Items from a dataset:
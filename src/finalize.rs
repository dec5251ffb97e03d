//! Rpath normalization once the graph walk is complete.

use anyhow::Result;
use std::collections::BTreeSet;
use std::path::{Path, PathBuf};
use tracing::{debug, warn};

use crate::paths::find_entry_points;
use crate::rewrite::{add_search_path, clear_all_search_paths};
use crate::tool::MachoTool;

/// Strip every rpath from each binary so no build-time path survives.
///
/// Returns the total number of entries removed.
pub fn clear_rpaths(tool: &dyn MachoTool, binaries: &[PathBuf]) -> Result<usize> {
    let mut removed = 0;
    for binary in binaries {
        let n = clear_all_search_paths(tool, binary)?;
        if n > 0 {
            debug!("Cleared {} rpaths from {}", n, binary.display());
        }
        removed += n;
    }
    Ok(removed)
}

/// Add one `@executable_path`-relative rpath per search root to each named
/// entry point found under `app_root`.
///
/// Names that match nothing are skipped with a warning. Returns the
/// executables that were finalized.
pub fn add_rpaths_to_entry_points(
    tool: &dyn MachoTool,
    app_root: &Path,
    entry_points: &[String],
    search_roots: &BTreeSet<PathBuf>,
) -> Result<Vec<PathBuf>> {
    let mut finalized = Vec::new();

    for name in entry_points {
        let executables = find_entry_points(app_root, name)?;
        if executables.is_empty() {
            warn!("Entry point {} not found in {}", name, app_root.display());
            continue;
        }

        for executable in executables {
            for root in search_roots {
                add_search_path(tool, &executable, root)?;
            }
            finalized.push(executable);
        }
    }

    Ok(finalized)
}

Task brief -> Every line that holds the word "crate" should be copied from the records above.

Completed exercise ->
use crate::paths::find_entry_points;
use crate::rewrite::{add_search_path, clear_all_search_paths};
use crate::tool::MachoTool;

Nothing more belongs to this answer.